### Your instructions
Up to and including the line with "pub enum ReceiverError", copy the records below exactly from their first line.

### Records to use
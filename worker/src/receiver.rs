use crate::payment::{PaymentJob, utc_now_seconds};
use crate::payment_message::PaymentMessage;
use futures_util::{Stream, StreamExt};
use std::time::Duration;
use tokio::sync::mpsc;
use tokio_util::sync::CancellationToken;

const RESUBSCRIBE_DELAY: Duration = Duration::from_secs(1);

#[derive(Debug, thiserror::Error)]
pub enum ReceiverError {
    #[error("bus subscription failed: {0}")]
    Subscribe(#[from] redis::RedisError),
}

/// Why [`Receiver::forward`] returned.
#[derive(Debug, Clone, Copy, PartialEq, Eq)]
pub enum ForwardEnd {
    Shutdown,
    StreamClosed,
    QueueClosed,
}

#[derive(Debug, Default, Clone, Copy, PartialEq, Eq)]
pub struct ForwardStats {
    pub submitted: u64,
    pub discarded: u64,
}

/// Sole consumer of the payments topic; feeds the bounded job queue.
pub struct Receiver {
    client: redis::Client,
    topic: String,
}

impl Receiver {
    pub fn new(client: redis::Client, topic: impl Into<String>) -> Self {
        Self {
            client,
            topic: topic.into(),
        }
    }

    /// Runs until shutdown, resubscribing whenever the subscription drops.
    pub async fn start(self, jobs: mpsc::Sender<PaymentJob>, shutdown: CancellationToken) {
        tracing::info!(topic = %self.topic, "Starting receiver");
        let mut stats = ForwardStats::default();

        loop {
            match self.subscribe_and_forward(&jobs, &shutdown, &mut stats).await {
                Ok(ForwardEnd::Shutdown) | Ok(ForwardEnd::QueueClosed) => break,
                Ok(ForwardEnd::StreamClosed) => {
                    tracing::warn!(topic = %self.topic, "Bus subscription closed, resubscribing");
                }
                Err(e) => {
                    tracing::warn!(topic = %self.topic, error = %e, "Failed to subscribe, retrying");
                }
            }

            tokio::select! {
                _ = shutdown.cancelled() => break,
                _ = tokio::time::sleep(RESUBSCRIBE_DELAY) => {}
            }
        }

        tracing::info!(
            submitted = stats.submitted,
            discarded = stats.discarded,
            "Receiver stopped"
        );
    }

    async fn subscribe_and_forward(
        &self,
        jobs: &mpsc::Sender<PaymentJob>,
        shutdown: &CancellationToken,
        stats: &mut ForwardStats,
    ) -> Result<ForwardEnd, ReceiverError> {
        let mut pubsub = self.client.get_async_pubsub().await?;
        pubsub.subscribe(&self.topic).await?;
        tracing::info!(topic = %self.topic, "Subscribed to bus");

        let messages = pubsub
            .on_message()
            .map(|msg| msg.get_payload_bytes().to_vec());

        Ok(Self::forward(messages, jobs, shutdown, stats).await)
    }

    /// Moves raw bus payloads into the job queue until the stream ends, the
    /// queue closes or shutdown is signalled.
    ///
    /// Malformed payloads are logged and skipped. A full queue blocks the
    /// forwarder instead of dropping the job.
    pub async fn forward<S>(
        messages: S,
        jobs: &mpsc::Sender<PaymentJob>,
        shutdown: &CancellationToken,
        stats: &mut ForwardStats,
    ) -> ForwardEnd
    where
        S: Stream<Item = Vec<u8>>,
    {
        futures_util::pin_mut!(messages);

        loop {
            let payload = tokio::select! {
                biased;
                _ = shutdown.cancelled() => return ForwardEnd::Shutdown,
                payload = messages.next() => match payload {
                    Some(payload) => payload,
                    None => return ForwardEnd::StreamClosed,
                },
            };

            let job = match PaymentMessage::decode(&payload) {
                Ok(msg) => msg.into_job(utc_now_seconds()),
                Err(e) => {
                    stats.discarded += 1;
                    tracing::warn!(
                        error = %e,
                        payload = %String::from_utf8_lossy(&payload),
                        "Discarding bus message"
                    );
                    continue;
                }
            };

            let correlation_id = job.correlation_id.clone();
            tokio::select! {
                biased;
                _ = shutdown.cancelled() => return ForwardEnd::Shutdown,
                sent = jobs.send(job) => {
                    if sent.is_err() {
                        tracing::warn!(correlation_id = %correlation_id, "Job queue closed");
                        return ForwardEnd::QueueClosed;
                    }
                }
            }

            stats.submitted += 1;
            tracing::debug!(correlation_id = %correlation_id, "Submitted job to worker pool");
        }
    }
}
use std::sync::Arc;
use tokio_util::sync::CancellationToken;
use worker::config::WorkerConfig;
use worker::dispatcher::{DispatchPolicy, Dispatcher};
use worker::payment_processor::{HttpPaymentGateway, PaymentProcessor};
use worker::publisher::{PAYMENTS_TOPIC, RedisPublisher};
use worker::receiver::Receiver;
use worker::store::RedisLedger;
use worker::worker_pool::{WorkerPool, job_queue};

#[tokio::main]
async fn main() -> Result<(), Box<dyn std::error::Error + Send + Sync>> {
    // Initialize tracing with default level WARN, overridable via RUST_LOG
    {
        use tracing_subscriber::{EnvFilter, fmt};
        let env_filter = EnvFilter::try_from_default_env().unwrap_or_else(|_| EnvFilter::new("warn"));
        let _ = fmt().with_env_filter(env_filter).try_init();
    }

    let config = WorkerConfig::from_env()?;
    tracing::warn!(
        redis_pool_size = config.redis_pool_size,
        num_workers = config.num_workers,
        job_channel_size = config.job_channel_size,
        max_attempts = config.max_attempts,
        max_retries = config.max_retries,
        "Payment worker starting"
    );

    let mut redis_config = deadpool_redis::Config::from_url(config.redis_url.clone());
    redis_config.pool = Some(deadpool_redis::PoolConfig::new(config.redis_pool_size));
    let pool = redis_config.create_pool(Some(deadpool_redis::Runtime::Tokio1))?;

    {
        let mut conn = pool.get().await?;
        let _: String = redis::cmd("PING").query_async(&mut conn).await?;
    }

    let gateway = Arc::new(HttpPaymentGateway::new(
        PaymentProcessor::new(&config.default_processor_url, config.default_timeout()),
        PaymentProcessor::new(&config.fallback_processor_url, config.fallback_timeout()),
    ));
    let ledger = Arc::new(RedisLedger::new(pool.clone(), config.dedup_ttl()));
    let publisher = Arc::new(RedisPublisher::new(pool.clone(), PAYMENTS_TOPIC));
    let dispatcher = Arc::new(Dispatcher::new(
        gateway,
        ledger,
        publisher,
        DispatchPolicy::from(&config),
    ));

    let shutdown = CancellationToken::new();
    let (sender, receiver) = job_queue(config.job_channel_size);

    let worker_pool = WorkerPool::start(config.num_workers, receiver, dispatcher, shutdown.clone());

    let bus = redis::Client::open(config.redis_url.as_str())?;
    let receiver_task = tokio::spawn(Receiver::new(bus, PAYMENTS_TOPIC).start(sender, shutdown.clone()));

    wait_for_signal().await?;
    tracing::warn!("Shutting down gracefully");
    shutdown.cancel();

    if let Err(e) = receiver_task.await {
        tracing::error!(error = %e, "Receiver task ended abnormally");
    }
    worker_pool.join().await;

    tracing::warn!("Worker shutdown complete");
    Ok(())
}

async fn wait_for_signal() -> std::io::Result<()> {
    use tokio::signal::unix::{SignalKind, signal};

    let mut terminate = signal(SignalKind::terminate())?;
    tokio::select! {
        res = tokio::signal::ctrl_c() => res,
        _ = terminate.recv() => Ok(()),
    }
}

### Reply
filename worker/src/receiver.rs
use crate::payment::{PaymentJob, utc_now_seconds};
use crate::payment_message::PaymentMessage;
use futures_util::{Stream, StreamExt};
use std::time::Duration;
use tokio::sync::mpsc;
use tokio_util::sync::CancellationToken;

const RESUBSCRIBE_DELAY: Duration = Duration::from_secs(1);

#[derive(Debug, thiserror::Error)]
pub enum ReceiverError {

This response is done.